Merrill’s (MER) sale of its CDO portfolio for $0.22 cents on the dollar put a market value on an asset class that the rest of the industry had been praying would remain illiquid (and, thus, open to subjective valuation interpretation). This move raised the pressure on other firms, such as Lehman (LEH), to dump their own junk. Worse, it put a price on what that junk was actually worth.
And now Wachovia (WB) has sold a tiny slice of another troubled asset class–construction and land loans–for $0.50-$0.60 on the dollar. This move could force Wachovia and other firms to reassess the carrying value of the rest of their massive construction-loan portfolios, which could hasten additional multi-billion-dollar writeoffs. WSJ:
LandCap, a residential-land company headed by real-estate veteran Jeffrey Gault, has created a joint venture that will buy the loans which have a book value of $75 million to $80 million, according to people familiar with the deal. The loans are to home developers and collateralized by 2,900 house lots — which are in varying stages of development — in such states as California, Arizona, Florida and Illinois. Many of the loans are in some form of distress because of delinquent payments or plunging values of the collateral. Charlotte, N.C.-based Wachovia, which declined comment, will be a minority partner in the venture…

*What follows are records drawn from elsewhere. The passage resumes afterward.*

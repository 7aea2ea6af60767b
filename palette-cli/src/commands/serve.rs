//! HTTP server command

use anyhow::{Context, Result};
use clap::Parser;

use super::SettingsArgs;

/// Arguments for the serve command
#[derive(Parser, Debug)]
pub struct ServeArgs {
    #[command(flatten)]
    pub settings: SettingsArgs,
}

/// Run the HTTP server (blocks until shutdown)
pub async fn run_serve(args: ServeArgs) -> Result<()> {
    let settings = args.settings.resolve()?;

    tracing::info!(
        environment = %settings.environment,
        "Starting Palette Picker on {}:{}",
        settings.host,
        settings.port
    );

    palette_server::serve(settings).await.context("Server error")?;

    Ok(())
}
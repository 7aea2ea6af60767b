//! Palettes - five colors under a name, optionally filed under a project

use serde::de::Error as _;
use serde::{Deserialize, Deserializer, Serialize};
use sqlx::FromRow;

use super::RequestSchema;

/// Palette row
#[derive(Debug, Clone, PartialEq, Eq, Serialize, FromRow)]
pub struct Palette {
    pub id: i32,
    pub project_id: Option<i32>,
    pub palette_name: String,
    pub color1: String,
    pub color2: String,
    pub color3: String,
    pub color4: String,
    pub color5: String,
}

/// POST /api/v1/palettes body
///
/// `project_id` is stored when given but never required. Form and select
/// values arrive as strings, so numeric text is accepted as well.
#[derive(Debug, Clone, Deserialize)]
pub struct NewPalette {
    #[serde(default, deserialize_with = "lenient_project_id")]
    pub project_id: Option<i32>,
    pub palette_name: String,
    pub color1: String,
    pub color2: String,
    pub color3: String,
    pub color4: String,
    pub color5: String,
}

fn lenient_project_id<'de, D>(deserializer: D) -> Result<Option<i32>, D::Error>
where
    D: Deserializer<'de>,
{
    #[derive(Deserialize)]
    #[serde(untagged)]
    enum IdOrText {
        Id(i32),
        Text(String),
    }

    match Option::<IdOrText>::deserialize(deserializer)? {
        None => Ok(None),
        Some(IdOrText::Id(id)) => Ok(Some(id)),
        Some(IdOrText::Text(text)) => text.trim().parse().map(Some).map_err(|_| {
            D::Error::custom(format!("invalid project_id \"{}\", expected an integer", text))
        }),
    }
}

impl RequestSchema for NewPalette {
    const REQUIRED: &'static [&'static str] = &[
        "palette_name",
        "color1",
        "color2",
        "color3",
        "color4",
        "color5",
    ];
    const EXPECTED_FORMAT: &'static str = "{ palette_name: <String>, color1: <String>, color2: <String>, color3: <String>, color4: <String>, color5: <String>}";
}

/// Response body for a created palette. Leaves out `project_id`.
#[derive(Debug, Clone, PartialEq, Eq, Serialize)]
pub struct CreatedPalette {
    pub id: i32,
    pub palette_name: String,
    pub color1: String,
    pub color2: String,
    pub color3: String,
    pub color4: String,
    pub color5: String,
}

impl NewPalette {
    pub fn into_created(self, id: i32) -> CreatedPalette {
        CreatedPalette {
            id,
            palette_name: self.palette_name,
            color1: self.color1,
            color2: self.color2,
            color3: self.color3,
            color4: self.color4,
            color5: self.color5,
        }
    }

    /// Full row as it will read back after insert.
    pub fn into_palette(self, id: i32) -> Palette {
        Palette {
            id,
            project_id: self.project_id,
            palette_name: self.palette_name,
            color1: self.color1,
            color2: self.color2,
            color3: self.color3,
            color4: self.color4,
            color5: self.color5,
        }
    }
}
//! Schema bootstrap command

use anyhow::{Context, Result};
use clap::Parser;

use super::SettingsArgs;

/// Arguments for the migrate command
#[derive(Parser, Debug)]
pub struct MigrateArgs {
    #[command(flatten)]
    pub settings: SettingsArgs,
}

pub async fn run_migrate(args: MigrateArgs) -> Result<()> {
    let settings = args.settings.resolve()?;

    palette_server::migrate(&settings)
        .await
        .with_context(|| format!("Failed to migrate {}", settings.database.redacted_url()))?;

    println!("Schema ready ({})", settings.environment);
    Ok(())
}
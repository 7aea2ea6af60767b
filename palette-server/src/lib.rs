//! palette-server: HTTP API for Palette Picker
//!
//! Projects group color palettes. Each endpoint maps one verb + path onto a
//! single parameterized statement against PostgreSQL.

pub mod config;
pub mod db;
pub mod error;
pub mod http;
pub mod models;

use std::sync::Arc;

pub use config::{Environment, Settings};
pub use error::{Error, Result};
pub use http::{build_router, run_server, AppState};

/// Connect to the configured database, bootstrap the schema, and serve
/// until a shutdown signal arrives.
pub async fn serve(settings: Settings) -> Result<()> {
    tracing::info!(
        environment = %settings.environment,
        database = %settings.database.redacted_url(),
        "Connecting to database"
    );
    let pool = db::create_pool_with_options(
        &settings.database.url,
        settings.database.max_connections,
    )
    .await?;

    db::schema::bootstrap(&pool).await?;

    let store = Arc::new(db::PgStore::new(pool));
    run_server(store, settings.bind_addr()?).await?;

    Ok(())
}

/// Bootstrap the schema and return without serving.
pub async fn migrate(settings: &Settings) -> Result<()> {
    let pool = db::create_pool_with_options(
        &settings.database.url,
        settings.database.max_connections,
    )
    .await?;

    db::schema::bootstrap(&pool).await?;
    pool.close().await;

    Ok(())
}
//! API error types with IntoResponse
//!
//! Every failure becomes `{ "error": ... }` with a status code. Database
//! errors carry the driver's error object rather than a generic message.

use axum::http::StatusCode;
use axum::response::{IntoResponse, Response};
use axum::Json;
use serde_json::{json, Value};

use crate::db::DbError;
use crate::models::ValidationError;

/// API error type with automatic HTTP status mapping
#[derive(Debug)]
pub enum ApiError {
    /// Required field missing or body doesn't fit the schema (422)
    Validation(ValidationError),

    /// No row matched the path id (404)
    NotFound { resource: &'static str, id: String },

    /// Body is not valid JSON (400)
    MalformedBody { message: String },

    /// Database error (500, logged)
    Database(DbError),
}

impl ApiError {
    pub fn not_found(resource: &'static str, id: impl Into<String>) -> Self {
        Self::NotFound {
            resource,
            id: id.into(),
        }
    }

    pub fn status(&self) -> StatusCode {
        match self {
            Self::Validation(_) => StatusCode::UNPROCESSABLE_ENTITY,
            Self::NotFound { .. } => StatusCode::NOT_FOUND,
            Self::MalformedBody { .. } => StatusCode::BAD_REQUEST,
            Self::Database(_) => StatusCode::INTERNAL_SERVER_ERROR,
        }
    }
}

/// Driver error rendered as a JSON object.
fn error_object(err: &DbError) -> Value {
    match err {
        DbError::Sqlx(sqlx::Error::Database(db)) => json!({
            "message": db.message(),
            "code": db.code(),
            "constraint": db.constraint(),
            "table": db.table(),
        }),
        DbError::Sqlx(other) => json!({ "message": other.to_string() }),
    }
}

impl IntoResponse for ApiError {
    fn into_response(self) -> Response {
        let status = self.status();
        let error = match &self {
            Self::Validation(e) => Value::String(e.to_string()),
            Self::NotFound { resource, id } => {
                Value::String(format!("Could not find {} with id {}", resource, id))
            }
            Self::MalformedBody { message } => Value::String(message.clone()),
            Self::Database(e) => {
                tracing::error!("Database error: {}", e);
                error_object(e)
            }
        };

        (status, Json(json!({ "error": error }))).into_response()
    }
}

impl From<ValidationError> for ApiError {
    fn from(e: ValidationError) -> Self {
        Self::Validation(e)
    }
}

impl From<DbError> for ApiError {
    fn from(e: DbError) -> Self {
        Self::Database(e)
    }
}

The LandCap venture bought the loans out of a pool of about $350 million in such loans that the bank put up for sale earlier this year. But that pool is just a fraction of Wachovia’s overall portfolio of construction loans. According to Foresight Analytics LLC, about 9.4% of Wachovia’s $24 billion in construction and land loans were delinquent in the second quarter. That is up from a 7.7% delinquency rate in the first quarter.
Other banks are facing similar problems as more residential projects fail. Foresight Analytics estimates that land- and construction-loan delinquencies reached 8% in the second quarter for commercial banks, up from 7.1% in the first quarter and 2.3% in the year-earlier period. Over the next five years, U.S. banks could write off as bad debt between $65 billion and $165 billion loans tied to residential construction and land assets, according to research firm Zelman & Associates.